Securities laws face closest look since '33 Fields' bill seeks to pre-empt state oversight; Less scrutiny for brokers; Legislation bars 'frivolous' lawsuits by cheated investors


Iris Rounsaville made millions as a financial adviser working out of her Chesapeake Beach, Md., home.

Both friends and investors from around the country were impressed with her story of being a star broker at E. F. Hutton and PaineWebber. But they were more impressed with her promises of huge returns by investing in European Bank Instruments.

But the investments were bogus, and Ms. Rounsaville, who had spent two years in a California prison for investment fraud, bilked investors of almost $4 million.

Her operation was shut down and she was sent to prison after Maryland securities officials caught wind of her scam in August 1992.

But securities commissioners across the country worry that people like Ms. Rounsaville will go unchecked if a controversial bill in Congress passes.

The legislation would wipe out states' authority to register and police financial planners at the very time when their numbers are exploding, they argue.

What's more, the bill proposes a number of other dramatic changes to securities laws -- changes that many say will leave small investors vulnerable and could even spark financial crime.

The bill would:

* Enable unscrupulous brokers to sell institutional investors, such as counties, municipalities and college endowment funds, bad securities without fear of being sued, unless a prior agreement is reached that allows the client to sue.

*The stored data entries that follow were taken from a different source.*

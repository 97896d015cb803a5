use std::{
    env, fs,
    path::{Path, PathBuf},
    time::Duration,
};

use serde::{Deserialize, Serialize};
use tracing::{debug, info};
use url::Url;

use crate::error::{ConfigError, Result};

/// Environment variable pointing at the configuration file.
pub const CONFIG_PATH_ENV: &str = "DEPOT_CONFIG";

pub const DEFAULT_API_PATH: &str = "/pulp/api/v3";
pub const DEFAULT_PAGE_SIZE: u32 = 100;
pub const DEFAULT_POLL_INTERVAL_MS: u64 = 1000;
pub const DEFAULT_TASK_TIMEOUT_SECS: u64 = 600;

/// Application's configuration
#[derive(Clone, Debug, Default, Deserialize, Serialize)]
#[serde(default)]
pub struct Config {
    /// Connection settings for the content store.
    pub backend: BackendConfig,

    /// Page size used for list calls.
    /// Default: 100
    pub page_size: Option<u32>,

    /// Task polling settings.
    pub tasks: TaskConfig,

    /// Logging settings.
    pub log: LogConfig,
}

/// Content store connection settings.
#[derive(Clone, Debug, Deserialize, Serialize)]
#[serde(default)]
pub struct BackendConfig {
    /// Scheme and host of the content store, e.g. `https://pulp.example.com`.
    pub host: String,

    /// API prefix prepended to every resource path.
    /// Default: /pulp/api/v3
    pub api_path: String,

    pub username: Option<String>,

    pub password: Option<String>,

    /// Global request timeout in seconds. Unset means no timeout.
    pub timeout_secs: Option<u64>,

    /// User agent sent with every request.
    /// Default: depot/<version>
    pub user_agent: Option<String>,
}

impl Default for BackendConfig {
    fn default() -> Self {
        Self {
            host: "http://localhost:24817".to_string(),
            api_path: DEFAULT_API_PATH.to_string(),
            username: None,
            password: None,
            timeout_secs: None,
            user_agent: None,
        }
    }
}

#[derive(Clone, Debug, Default, Deserialize, Serialize)]
#[serde(default)]
pub struct TaskConfig {
    /// Delay between task status reads.
    /// Default: 1000
    pub poll_interval_ms: Option<u64>,

    /// Give up waiting on a task after this many seconds.
    /// Default: 600
    pub timeout_secs: Option<u64>,
}

impl TaskConfig {
    pub fn poll_interval(&self) -> Duration {
        Duration::from_millis(self.poll_interval_ms.unwrap_or(DEFAULT_POLL_INTERVAL_MS))
    }

    pub fn timeout(&self) -> Duration {
        Duration::from_secs(self.timeout_secs.unwrap_or(DEFAULT_TASK_TIMEOUT_SECS))
    }
}

#[derive(Clone, Debug, Deserialize, Serialize)]
#[serde(default)]
pub struct LogConfig {
    /// One of trace, debug, info, warn, error.
    pub level: String,

    /// Emit JSON lines instead of human readable output.
    pub json: bool,

    /// Colour level prefixes in human readable output.
    pub color: bool,
}

impl Default for LogConfig {
    fn default() -> Self {
        Self {
            level: "info".to_string(),
            json: false,
            color: true,
        }
    }
}

impl BackendConfig {
    /// Base URL every API path is joined to.
    pub fn base_url(&self) -> String {
        self.host.trim_end_matches('/').to_string()
    }

    pub fn timeout(&self) -> Option<Duration> {
        self.timeout_secs.map(Duration::from_secs)
    }

    pub fn user_agent(&self) -> String {
        self.user_agent
            .clone()
            .unwrap_or_else(|| format!("depot/{}", env!("CARGO_PKG_VERSION")))
    }

    /// Username and password, if both are configured.
    pub fn credentials(&self) -> Option<(&str, &str)> {
        match (&self.username, &self.password) {
            (Some(user), Some(pass)) => Some((user.as_str(), pass.as_str())),
            _ => None,
        }
    }

    fn apply_env(&mut self) {
        if let Ok(host) = env::var("DEPOT_BACKEND_HOST") {
            self.host = host;
        }
        if let Ok(api_path) = env::var("DEPOT_BACKEND_API_PATH") {
            self.api_path = api_path;
        }
        if let Ok(username) = env::var("DEPOT_BACKEND_USERNAME") {
            self.username = Some(username);
        }
        if let Ok(password) = env::var("DEPOT_BACKEND_PASSWORD") {
            self.password = Some(password);
        }
    }

    fn validate(&self) -> Result<()> {
        Url::parse(&self.host).map_err(|source| {
            ConfigError::InvalidHost {
                host: self.host.clone(),
                source,
            }
        })?;

        if !self.api_path.starts_with('/') || self.api_path.ends_with('/') {
            return Err(ConfigError::InvalidApiPath(self.api_path.clone()));
        }

        if self.username.is_some() != self.password.is_some() {
            return Err(ConfigError::MissingCredentials);
        }

        Ok(())
    }
}

impl Config {
    /// Loads the configuration from `DEPOT_CONFIG` if set, falling back to
    /// defaults when no file is configured. Environment overrides are
    /// applied last.
    pub fn new() -> Result<Self> {
        match env::var(CONFIG_PATH_ENV) {
            Ok(path) => Self::from_path(PathBuf::from(path)),
            Err(_) => {
                let mut config = Self::default();
                config.resolve()?;
                Ok(config)
            }
        }
    }

    /// Loads the configuration from a TOML file. A missing file yields the
    /// default configuration.
    pub fn from_path<P: AsRef<Path>>(path: P) -> Result<Self> {
        let path = path.as_ref();

        let mut config = match fs::read_to_string(path) {
            Ok(content) => {
                debug!(path = %path.display(), "loading configuration");
                toml::from_str(&content)?
            }
            Err(e) if e.kind() == std::io::ErrorKind::NotFound => {
                info!(path = %path.display(), "config file not found, using defaults");
                Self::default()
            }
            Err(source) => {
                return Err(ConfigError::IoError {
                    action: format!("reading {}", path.display()),
                    source,
                })
            }
        };

        config.resolve()?;
        Ok(config)
    }

    /// Parses a configuration from a TOML string without consulting the
    /// environment.
    pub fn from_toml(content: &str) -> Result<Self> {
        let config: Self = toml::from_str(content)?;
        config.validate()?;
        Ok(config)
    }

    pub fn resolve(&mut self) -> Result<()> {
        self.backend.apply_env();
        self.validate()
    }

    pub fn validate(&self) -> Result<()> {
        self.backend.validate()?;

        if self.page_size == Some(0) {
            return Err(ConfigError::InvalidValue {
                field: "page_size",
                reason: "must be greater than zero".to_string(),
            });
        }

        if self.tasks.poll_interval_ms == Some(0) {
            return Err(ConfigError::InvalidValue {
                field: "tasks.poll_interval_ms",
                reason: "must be greater than zero".to_string(),
            });
        }

        Ok(())
    }

    pub fn page_size(&self) -> u32 {
        self.page_size.unwrap_or(DEFAULT_PAGE_SIZE)
    }

    pub fn to_toml(&self) -> Result<String> {
        Ok(toml::to_string_pretty(self)?)
    }
}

* Put small investors at risk by allowing brokers to sell them newly issued securities without first delivering them a prospectus, which spells out a company's finances and strategy.

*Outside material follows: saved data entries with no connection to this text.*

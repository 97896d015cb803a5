//! Response rewriting: backend references become structured identifiers.
//!
//! This is the only place that walks arbitrary JSON. Everything above the
//! gateway sees identifiers, never backend paths.

use depot_id::Identifier;
use serde_json::{Map, Value};

/// Cursor links the backend adds to list responses.
const CURSOR_FIELDS: [&str; 2] = ["next", "previous"];

#[derive(Debug, Clone)]
pub struct Translator {
    api_path: String,
}

impl Translator {
    pub fn new(api_path: impl Into<String>) -> Self {
        Self {
            api_path: api_path.into(),
        }
    }

    /// Rewrites a response body.
    ///
    /// `pulp_href` is renamed to `id`, and any string that parses as a
    /// backend reference is replaced by its identifier. Empty entries are
    /// dropped from `created_resources`.
    pub fn response(&self, value: Value) -> Value {
        match value {
            Value::Object(map) => Value::Object(self.object(map)),
            Value::Array(items) => Value::Array(items.into_iter().map(|v| self.response(v)).collect()),
            Value::String(s) => Value::String(self.string(s)),
            other => other,
        }
    }

    /// Rewrites a list response, dropping the cursor links.
    pub fn list(&self, value: Value) -> Value {
        match value {
            Value::Object(mut map) => {
                for field in CURSOR_FIELDS {
                    map.remove(field);
                }
                self.response(Value::Object(map))
            }
            other => self.response(other),
        }
    }

    /// Parses a backend reference into an identifier.
    pub fn reference(&self, reference: &str) -> Option<Identifier> {
        if !reference.starts_with(&self.api_path) {
            return None;
        }
        Identifier::from_reference(reference, &self.api_path).ok()
    }

    fn object(&self, map: Map<String, Value>) -> Map<String, Value> {
        let mut out = Map::with_capacity(map.len());
        for (key, value) in map {
            match key.as_str() {
                "pulp_href" => {
                    out.insert("id".to_string(), self.response(value));
                }
                "created_resources" => {
                    let value = match value {
                        Value::Array(items) => {
                            Value::Array(
                                items
                                    .into_iter()
                                    .filter(|item| {
                                        !(item.is_null() || item.as_str() == Some(""))
                                    })
                                    .map(|item| self.response(item))
                                    .collect(),
                            )
                        }
                        other => self.response(other),
                    };
                    out.insert(key, value);
                }
                _ => {
                    out.insert(key, self.response(value));
                }
            }
        }
        out
    }

    fn string(&self, value: String) -> String {
        match self.reference(&value) {
            Some(id) => id.to_string(),
            None => value,
        }
    }
}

* Allow individuals and corporations to secretly launch takeovers because they wouldn't have to file public notice or state their intentions, even after buying more than 5 percent of the company's stock.

Today, more than ever before, people are managing money saved for their retirement and children's education. Critics worry that the bill strips away rules that protect novice investors.

What makes them so nervous is that there is plenty of margin for error because there has been an explosion in the number of mutual funds and investment advisers, and that makes the job more difficult for regulators.

From 1980 to 1994, the number of mutual funds has shot from 1,510 to 4,530, and they now manage $2.5 trillion in assets, compared with $240 billion in 1980, according to the Consumer Federation of America, a Washington-based public advocacy group. During the same period, investment advisers have grown to 21,000 managing $9.6 trillion, up from 3,500 with $440 billion under management.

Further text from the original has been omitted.